During the Revived Meredith Commission, Sylvia Clarke told of her injury, which fell under the ostensibly mundane category “Struck by objects or equipment,” the second “leading injury event.” For her, this meant having a wheelchair crush her foot while she was working at Sunnyside Hospital. For Darby Sanderston, a railway worker in Thunder Bay, it meant being knocked down by a moving train in 1977. All these years later he is still fighting for his claim. For Charmaine Fink, also of Thunder Bay, it meant getting hit in the head by a planter while she was working in a flower and garden shop almost ten years ago. When she went back to work her manager put her in a cashier’s position that “was a disaster because he left her compensation file open on a desk and the other employees read it.” She was humiliated. She feels that her children have suffered. “I was a strong mom,” she told us. “I was a good mom.” Her brain injury, caused by the planter falling on her head, changed all of that for her.48 In another story, told to me by Mike Ladouceur in 2009, he recounts how being “struck by objects or equipment” altered the course and the content of his life forever. I was in a bad accident at a factory I was working in, it’s called Border Steel Inc., in Windsor, Ontario, Canada. I was working midnights, and I went to work on January 5, 1994. When I had gone to work I found out that a fellow employee had called in sick, and I needed his job done to have my job done. So I had to do both jobs.
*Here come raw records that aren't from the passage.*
//! Frame wire message
//!
//! One timestep of per-region SEIRD output pushed over the run stream.

use super::{field_path, index_path, Constraint, RunStatus, Validate, Violations};
use serde::{Deserialize, Serialize};
use std::collections::HashSet;
use uuid::Uuid;

/// Compartment values for one region at one timestep
#[derive(Debug, Clone, PartialEq, Serialize, Deserialize)]
pub struct TimeSeriesPoint {
    /// Region the values belong to
    #[serde(rename = "regionId")]
    pub region_id: Uuid,
    /// Susceptible
    #[serde(rename = "S")]
    pub s: f64,
    /// Exposed
    #[serde(rename = "E")]
    pub e: f64,
    /// Infectious
    #[serde(rename = "I")]
    pub i: f64,
    /// Recovered
    #[serde(rename = "R")]
    pub r: f64,
    /// Dead
    #[serde(rename = "D")]
    pub d: f64,
    /// New cases since the previous step
    #[serde(rename = "newCases", default, skip_serializing_if = "Option::is_none")]
    pub new_cases: Option<f64>,
    /// Effective reproduction number
    #[serde(default, skip_serializing_if = "Option::is_none")]
    pub rt: Option<f64>,
}

impl TimeSeriesPoint {
    /// Create a point with all compartments set
    pub fn new(region_id: Uuid, s: f64, e: f64, i: f64, r: f64, d: f64) -> Self {
        Self {
            region_id,
            s,
            e,
            i,
            r,
            d,
            new_cases: None,
            rt: None,
        }
    }
}

impl Validate for TimeSeriesPoint {
    fn check(&self, path: &str, v: &mut Violations) {
        v.non_negative(field_path(path, "S"), self.s);
        v.non_negative(field_path(path, "E"), self.e);
        v.non_negative(field_path(path, "I"), self.i);
        v.non_negative(field_path(path, "R"), self.r);
        v.non_negative(field_path(path, "D"), self.d);
        v.non_negative_opt(field_path(path, "newCases"), self.new_cases);
        v.non_negative_opt(field_path(path, "rt"), self.rt);
    }
}

/// Worker throughput figures
#[derive(Debug, Clone, PartialEq, Serialize, Deserialize)]
pub struct FramePerf {
    /// Simulation steps per wall-clock second, `> 0`
    #[serde(rename = "stepsPerSecond")]
    pub steps_per_second: f64,
    /// Publish-to-delivery latency
    #[serde(rename = "frameLatencyMs", default, skip_serializing_if = "Option::is_none")]
    pub frame_latency_ms: Option<f64>,
}

/// One timestep of run output
#[derive(Debug, Clone, PartialEq, Serialize, Deserialize)]
pub struct Frame {
    /// Run that produced the frame
    #[serde(rename = "runId")]
    pub run_id: Uuid,
    /// Timestep
    #[serde(deserialize_with = "super::integral::deserialize")]
    pub t: u64,
    /// Per-region values, region ids unique
    pub series: Vec<TimeSeriesPoint>,
    /// Worker throughput
    #[serde(default, skip_serializing_if = "Option::is_none")]
    pub perf: Option<FramePerf>,
    /// Run status as of this frame
    #[serde(default, skip_serializing_if = "Option::is_none")]
    pub status: Option<RunStatus>,
}

impl Frame {
    /// Create a frame with no perf or status
    pub fn new(run_id: Uuid, t: u64, series: Vec<TimeSeriesPoint>) -> Self {
        Self {
            run_id,
            t,
            series,
            perf: None,
            status: None,
        }
    }

    /// Attach a status
    pub fn with_status(mut self, status: RunStatus) -> Self {
        self.status = Some(status);
        self
    }
}

impl Validate for Frame {
    fn check(&self, path: &str, v: &mut Violations) {
        let series_path = field_path(path, "series");
        let mut seen = HashSet::with_capacity(self.series.len());
        for (i, point) in self.series.iter().enumerate() {
            let point_path = index_path(&series_path, i);
            if !seen.insert(point.region_id) {
                v.push(field_path(&point_path, "regionId"), Constraint::Unique);
            }
            point.check(&point_path, v);
        }
        if let Some(perf) = &self.perf {
            let perf_path = field_path(path, "perf");
            v.positive(field_path(&perf_path, "stepsPerSecond"), perf.steps_per_second);
            v.non_negative_opt(field_path(&perf_path, "frameLatencyMs"), perf.frame_latency_ms);
        }
    }
}
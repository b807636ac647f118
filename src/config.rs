//! Client configuration
//!
//! ## Table of Contents
//! - **ClientConfig**: API endpoint, credential and stream tuning
//! - Environment variable names (`EPI_*`)

use crate::error::{Result, TelemetryError};
use std::time::Duration;
use url::Url;

/// Environment variable for the API base URL
pub const API_BASE_URL_ENV: &str = "EPI_API_BASE_URL";

/// Environment variable for the bearer token
pub const API_TOKEN_ENV: &str = "EPI_API_TOKEN";

/// Environment variable for the HTTP timeout in seconds
pub const HTTP_TIMEOUT_ENV: &str = "EPI_HTTP_TIMEOUT_SECS";

/// Environment variable for the frame channel capacity
pub const STREAM_BUFFER_ENV: &str = "EPI_STREAM_BUFFER";

/// Base URL used when none is configured
pub const DEFAULT_API_BASE_URL: &str = "http://localhost:8000/v1";

/// Complete client configuration
#[derive(Debug, Clone)]
pub struct ClientConfig {
    /// API base URL including the version prefix, without trailing slash
    pub base_url: String,
    /// Bearer token, if known up front
    pub token: Option<String>,
    /// Timeout for REST calls; the stream itself has no overall timeout
    pub request_timeout: Duration,
    /// Capacity of the channel between the stream reader and the consumer
    pub stream_buffer: usize,
}

impl Default for ClientConfig {
    fn default() -> Self {
        Self {
            base_url: DEFAULT_API_BASE_URL.to_string(),
            token: None,
            request_timeout: Duration::from_secs(30),
            stream_buffer: 256,
        }
    }
}

impl ClientConfig {
    /// Create a config for an explicit base URL
    pub fn new(base_url: impl Into<String>) -> Self {
        Self::default().with_base_url(base_url)
    }

    /// Load configuration from environment variables
    pub fn from_env() -> Result<Self> {
        let mut config = Self::default();

        if let Ok(url) = std::env::var(API_BASE_URL_ENV) {
            config = config.with_base_url(url);
        }
        if let Ok(token) = std::env::var(API_TOKEN_ENV) {
            if !token.trim().is_empty() {
                config.token = Some(token);
            }
        }
        if let Ok(secs) = std::env::var(HTTP_TIMEOUT_ENV) {
            let secs: u64 = secs
                .parse()
                .map_err(|_| TelemetryError::config(format!("{} must be an integer", HTTP_TIMEOUT_ENV)))?;
            config.request_timeout = Duration::from_secs(secs);
        }
        if let Ok(size) = std::env::var(STREAM_BUFFER_ENV) {
            config.stream_buffer = size
                .parse()
                .map_err(|_| TelemetryError::config(format!("{} must be an integer", STREAM_BUFFER_ENV)))?;
        }

        config.validate()?;
        Ok(config)
    }

    /// Set the base URL
    pub fn with_base_url(mut self, url: impl Into<String>) -> Self {
        self.base_url = url.into().trim_end_matches('/').to_string();
        self
    }

    /// Set the bearer token
    pub fn with_token(mut self, token: impl Into<String>) -> Self {
        self.token = Some(token.into());
        self
    }

    /// Set the REST timeout
    pub fn with_request_timeout(mut self, timeout: Duration) -> Self {
        self.request_timeout = timeout;
        self
    }

    /// Set the frame channel capacity
    pub fn with_stream_buffer(mut self, size: usize) -> Self {
        self.stream_buffer = size;
        self
    }

    /// Check the configuration is usable
    pub fn validate(&self) -> Result<()> {
        let url = Url::parse(&self.base_url)
            .map_err(|e| TelemetryError::config(format!("invalid base URL {}: {}", self.base_url, e)))?;
        if !matches!(url.scheme(), "http" | "https") {
            return Err(TelemetryError::config(format!(
                "base URL must be http(s), got {}",
                url.scheme()
            )));
        }
        if self.stream_buffer == 0 {
            return Err(TelemetryError::config("stream buffer must be at least 1"));
        }
        Ok(())
    }

    /// Absolute URL for an API path such as `/runs`
    pub fn url(&self, path: &str) -> String {
        format!("{}{}", self.base_url, path)
    }
}

#[cfg(test)]
mod tests {
    use super::*;

    #[test]
    fn test_defaults() {
        let config = ClientConfig::default();
        assert_eq!(config.base_url, DEFAULT_API_BASE_URL);
        assert_eq!(config.request_timeout, Duration::from_secs(30));
        assert_eq!(config.stream_buffer, 256);
        assert!(config.validate().is_ok());
    }

    #[test]
    fn test_trailing_slash_trimmed() {
        let config = ClientConfig::new("https://api.example.org/v1/");
        assert_eq!(config.url("/runs"), "https://api.example.org/v1/runs");
    }

    #[test]
    fn test_invalid_configs() {
        assert!(ClientConfig::new("not a url").validate().is_err());
        assert!(ClientConfig::new("ftp://example.org").validate().is_err());
        assert!(ClientConfig::default().with_stream_buffer(0).validate().is_err());
    }
}
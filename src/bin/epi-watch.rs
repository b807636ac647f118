//! `epi-watch`: submit scenarios and follow simulation runs from a terminal
//!
//! ```text
//! epi-watch submit --title "Lockdown test" --horizon 60 --follow
//! epi-watch watch --run <RUN_ID> --reconnect
//! epi-watch runs
//! epi-watch compare <BASELINE_RUN> <CHALLENGER_RUN>
//! ```

use anyhow::{bail, Context, Result};
use clap::{Parser, Subcommand};
use epidemic_telemetry::compare::{diff_runs, playback_summary};
use epidemic_telemetry::config::{ClientConfig, API_BASE_URL_ENV, API_TOKEN_ENV, DEFAULT_API_BASE_URL};
use epidemic_telemetry::resilience::BackoffConfig;
use epidemic_telemetry::schema::RunCreateRequest;
use epidemic_telemetry::stream::{ReconnectingStream, RunStreamConnector};
use epidemic_telemetry::{
    ApiClient, DisplayState, DraftStore, Ingest, PipelineMetrics, RunEntry, RunPlayback,
    StreamClient, StreamItem,
};
use std::sync::Arc;
use std::time::Duration;
use tracing::{info, warn};
use tracing_subscriber::{layer::SubscriberExt, util::SubscriberInitExt, EnvFilter};
use uuid::Uuid;

#[derive(Parser, Debug)]
#[command(name = "epi-watch")]
#[command(about = "Follow epidemic simulation runs")]
#[command(version)]
struct Args {
    /// API base URL including the version prefix
    #[arg(long, env = API_BASE_URL_ENV, default_value = DEFAULT_API_BASE_URL)]
    base_url: String,

    /// Bearer token
    #[arg(long, env = API_TOKEN_ENV, hide_env_values = true)]
    token: Option<String>,

    /// Enable verbose logging
    #[arg(short, long)]
    verbose: bool,

    #[command(subcommand)]
    command: Command,
}

#[derive(Subcommand, Debug)]
enum Command {
    /// Create a scenario from the default draft and queue a run
    Submit {
        /// Scenario title
        #[arg(long, default_value = "New scenario")]
        title: String,
        /// Last timestep of the run
        #[arg(long, default_value = "180")]
        horizon: u64,
        /// RNG seed
        #[arg(long, default_value = "42")]
        seed: u64,
        /// Stream the run after queuing it
        #[arg(long)]
        follow: bool,
    },
    /// Stream a run's frames
    Watch {
        /// Run id
        #[arg(long)]
        run: Uuid,
        /// Reconnect with backoff when the stream drops
        #[arg(long)]
        reconnect: bool,
    },
    /// List runs
    Runs,
    /// Compare summary metrics of two runs
    Compare {
        /// Baseline run id
        baseline: Uuid,
        /// Challenger run id
        challenger: Uuid,
    },
}

#[tokio::main]
async fn main() -> Result<()> {
    let _ = dotenvy::dotenv();
    let args = Args::parse();

    let default_filter = if args.verbose { "debug" } else { "info" };
    tracing_subscriber::registry()
        .with(EnvFilter::new(
            std::env::var("RUST_LOG").unwrap_or_else(|_| default_filter.into()),
        ))
        .with(tracing_subscriber::fmt::layer())
        .init();

    let config = ClientConfig::from_env()
        .context("invalid EPI_* environment")?
        .with_base_url(args.base_url);
    config.validate()?;
    let token = args.token.clone().unwrap_or_default();
    let api = ApiClient::new(config.clone())?;

    match args.command {
        Command::Submit {
            title,
            horizon,
            seed,
            follow,
        } => {
            let mut store = DraftStore::new();
            store.set_draft(|mut draft| {
                draft.title = title;
                draft.engine = draft.engine.with_horizon(horizon).with_seed(seed);
                draft
            });
            let scenario = api.create_scenario(&token, &store.submission()?).await?;
            let request = RunCreateRequest::new(scenario.id, scenario.engine.clone());
            let key = Uuid::new_v4().to_string();
            let run = api.create_run(&token, &request, Some(&key)).await?;
            store.upsert_run(RunEntry::from(&run));
            println!("scenario {}  run {}  status {}", scenario.id, run.id, run.status);

            if follow {
                watch(config, &token, run.id, Some(scenario.engine.horizon), false).await?;
            }
        }
        Command::Watch { run, reconnect } => {
            let horizon = match api.get_run(&token, run).await {
                Ok(record) => Some(record.engine.horizon),
                Err(err) => {
                    warn!(run_id = %run, error = %err, "Could not fetch run, streaming without horizon");
                    None
                }
            };
            watch(config, &token, run, horizon, reconnect).await?;
        }
        Command::Runs => {
            let page = api.list_runs(&token).await?;
            for run in &page.items {
                println!("{}  {:<9}  scenario {}", run.id, run.status, run.scenario_id);
            }
            if page.has_more() {
                println!("(more runs available)");
            }
        }
        Command::Compare { baseline, challenger } => {
            let base = api.get_run(&token, baseline).await?;
            let other = api.get_run(&token, challenger).await?;
            for delta in diff_runs(&RunEntry::from(&base), &RunEntry::from(&other)) {
                println!(
                    "{:<16} {:>12.2} {:>12.2} {:>10}",
                    delta.metric,
                    delta.baseline,
                    delta.challenger,
                    delta.signed_delta()
                );
            }
        }
    }
    Ok(())
}

async fn watch(config: ClientConfig, token: &str, run_id: Uuid, horizon: Option<u64>, reconnect: bool) -> Result<()> {
    if token.trim().is_empty() {
        bail!("a bearer token is required to stream a run (set {})", API_TOKEN_ENV);
    }

    let metrics = Arc::new(PipelineMetrics::new()?);
    let client = StreamClient::new(config)?.with_metrics(Arc::clone(&metrics));
    let mut playback = RunPlayback::new(run_id).with_metrics(Arc::clone(&metrics));
    if let Some(horizon) = horizon {
        playback = playback.with_horizon(horizon);
    }

    let backoff = if reconnect {
        BackoffConfig::default()
    } else {
        BackoffConfig::default().with_max_retries(0)
    };
    let connector = RunStreamConnector::new(client, token, run_id);
    let mut stream = ReconnectingStream::new(connector, backoff.with_max_delay(Duration::from_secs(10)))
        .with_metrics(Arc::clone(&metrics));

    while let Some(item) = stream.next().await {
        match item {
            StreamItem::Frame(frame) => {
                if playback.ingest(&frame) == Ingest::Accepted {
                    playback.set_scrubber(i64::MAX);
                    if let Some(point) = playback.current() {
                        println!(
                            "t={:<5} S={:>12.1} E={:>10.1} I={:>10.1} R={:>12.1} D={:>10.1}",
                            point.t, point.s, point.e, point.i, point.r, point.d
                        );
                    }
                }
            }
            StreamItem::Closed => {
                if playback.status().map_or(true, |s| !s.is_terminal()) {
                    playback.mark_connection_lost("stream closed before the run finished");
                }
            }
            StreamItem::Failed(err) => playback.mark_connection_lost(err.to_string()),
        }
    }

    match playback.display_state() {
        DisplayState::Finished(status) => info!(run_id = %run_id, status = %status, "Run finished"),
        DisplayState::ConnectionLost(reason) => warn!(run_id = %run_id, reason = %reason, "Connection lost"),
        DisplayState::AwaitingData => warn!(run_id = %run_id, "No frames received"),
        DisplayState::Streaming => {}
    }

    let mut summary: Vec<_> = playback_summary(&playback.peak()).into_iter().collect();
    summary.sort_by(|a, b| a.0.cmp(&b.0));
    for (name, value) in summary {
        println!("{:<14} {:.2}", name, value);
    }
    if playback.out_of_order() > 0 {
        println!("out-of-order frames: {}", playback.out_of_order());
    }
    Ok(())
}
It was about 2 a.m. when I was doing the other job, I was lifting a 10 ton steel plate with the overhead crane, using L-shaped clamps. I lifted the plate up about waist level, when one of the clamps shot out and hit me right between the eyes, and went about a half an inch into my skull. It knocked me back a couple of steps, and I banged [the] back of my head against a concrete block wall, then I fell forward and banged the front of my head against a cement floor. After that had happened, it put me into a coma … I was in a coma for 32 days after the accident had happened.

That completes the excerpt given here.